The ingredients needed to prepare Pozole Rojo:
  1. Use soaked peppers
  2. Get 6 Guajillo Peppers
  3. Take 1/2 cup apple cider vinegar
  4. Provide 2 cup water
  5. Provide cabbage, lettuce, cilantro and/or peppers - optional
  6. Provide main
  7. You need 1/4 cup lard
  8. Get 5 lb Pork Butt Shoulder
  9. Take 2 red onions chopped
  10. You need water
  11. Provide 1 tsp cumin
  12. You need 2 tbsp Mexican Oregano
  13. You need 1 tbsp Italian Seasoning
  14. Take 1 tbls heaping beef bullion
  15. Take salt and pepper
  16. You need 1 number 10 can of white hominy
Instructions to make Pozole Rojo:
  1. Cut of the stems of the dried peppers. Place in microwave with vinegar and water. Set on high for 4 minutes. Place ingredients into a blender and liquify. Add more water if necessary.
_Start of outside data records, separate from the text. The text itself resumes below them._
//! Conversation types
//!
//! Messages, the extracted-information snapshot and the state handed from
//! one turn to the next. The turn logic itself lives in `fact_finder`.

use chrono::{DateTime, Utc};
use serde::{Deserialize, Serialize};
use std::fmt;
use uuid::Uuid;

use crate::models::User;

pub mod fact_finder;
pub use fact_finder::{build_prompt, FactFinder, COMPLETION_MESSAGE};

/// Who sent a message
#[derive(Debug, Clone, Copy, Serialize, Deserialize, PartialEq, Eq)]
#[serde(rename_all = "lowercase")]
pub enum Sender {
    User,
    Ai,
}

impl Sender {
    /// Prefix shown in the chat transcript
    pub fn label(&self) -> &'static str {
        match self {
            Sender::User => "You",
            Sender::Ai => "Gemini",
        }
    }
}

/// A single message in the conversation. Immutable once created.
#[derive(Debug, Clone, Serialize, Deserialize, PartialEq)]
pub struct Message {
    message_id: Uuid,
    timestamp: DateTime<Utc>,
    text: String,
    sender: Sender,
}

impl Message {
    pub fn new(text: impl Into<String>, sender: Sender) -> Self {
        Self {
            message_id: Uuid::new_v4(),
            timestamp: Utc::now(),
            text: text.into(),
            sender,
        }
    }

    pub fn user(text: impl Into<String>) -> Self {
        Self::new(text, Sender::User)
    }

    pub fn ai(text: impl Into<String>) -> Self {
        Self::new(text, Sender::Ai)
    }

    pub fn message_id(&self) -> Uuid {
        self.message_id
    }

    pub fn timestamp(&self) -> DateTime<Utc> {
        self.timestamp
    }

    pub fn text(&self) -> &str {
        &self.text
    }

    pub fn sender(&self) -> Sender {
        self.sender
    }
}

/// Snapshot of what is known about the user after a turn
#[derive(Debug, Clone, Default, Serialize, Deserialize, PartialEq)]
pub struct ExtractedInformation {
    pub user: Option<User>,
}

impl ExtractedInformation {
    pub fn new(user: Option<User>) -> Self {
        Self { user }
    }
}

impl fmt::Display for ExtractedInformation {
    fn fmt(&self, f: &mut fmt::Formatter<'_>) -> fmt::Result {
        let Some(user) = &self.user else {
            return write!(f, "No information collected yet.");
        };

        let or_missing = |value: &Option<String>| {
            value
                .as_deref()
                .filter(|v| !v.is_empty())
                .unwrap_or("not provided")
                .to_string()
        };

        writeln!(
            f,
            "Name: {} {}",
            or_missing(&user.first_name),
            or_missing(&user.last_name)
        )?;
        writeln!(f, "Email: {}", or_missing(&user.email))?;
        match user.date_of_birth {
            Some(dob) => writeln!(f, "DOB: {}", dob)?,
            None => writeln!(f, "DOB: not provided")?,
        }

        if user.goals.is_empty() {
            return write!(f, "Goals: none");
        }

        write!(f, "Goals:")?;
        for goal in &user.goals {
            write!(f, "\n- {}", goal)?;
        }
        Ok(())
    }
}

/// State passed between turns
#[derive(Debug, Clone, Default, Serialize, Deserialize)]
pub struct ConversationState {
    pub finished: bool,
    /// Full ordered history
    pub messages: Vec<Message>,
    /// Messages produced by the most recent turn
    pub new_messages: Vec<Message>,
    pub extracted_information: ExtractedInformation,
}

impl ConversationState {
    pub fn new() -> Self {
        Self::default()
    }

    pub fn push_user_message(&mut self, text: impl Into<String>) {
        self.messages.push(Message::user(text));
    }

    /// Move the latest turn's messages into the history
    pub fn commit_new_messages(&mut self) {
        let new_messages = std::mem::take(&mut self.new_messages);
        self.messages.extend(new_messages);
    }

    pub fn last_message(&self) -> Option<&Message> {
        self.messages.last()
    }

    pub fn user(&self) -> Option<&User> {
        self.extracted_information.user.as_ref()
    }
}
//! Error types for the fact-find agent

use thiserror::Error;

/// Result type alias for fact-find operations
pub type Result<T> = std::result::Result<T, FactFindError>;

#[derive(Error, Debug)]
pub enum FactFindError {

    // =============================
    // Conversation Errors
    // =============================

    /// A goal section was present in the model answer but lacked a
    /// required sub-field. Aborts the whole turn.
    #[error("Missing goal field: {goal}.{field}")]
    MissingGoalField {
        goal: &'static str,
        field: &'static str,
    },

    #[error("Conversation has no messages to respond to")]
    EmptyConversation,

    // =============================
    // Model / Configuration Errors
    // =============================

    #[error("Configuration error: {0}")]
    ConfigError(String),

    #[error("LLM error: {0}")]
    LlmError(String),

    // =============================
    // External Library Conversions
    // =============================

    #[error("HTTP client error: {0}")]
    HttpError(#[from] reqwest::Error),

    #[error("IO error: {0}")]
    IoError(#[from] std::io::Error),
}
  2. Cut pork into 1 to 2 inch cubes. Heat lard in a heavy bottom pot or dutch oven. Brown pork and add onions.
  3. Add blended peppers, seasonings and water to cover the pork by 2 inches. Brink to a slow boil. Reduce heat to a very low simmer and cook for 5 to 6 hrs until the pork is very tender.
  4. Add drained hominy and cook for another hour. Add more water if needed.
  5. Place cabbage or lettuce, cilantro and diced peppers in a bowl if desired. Pour stew on top.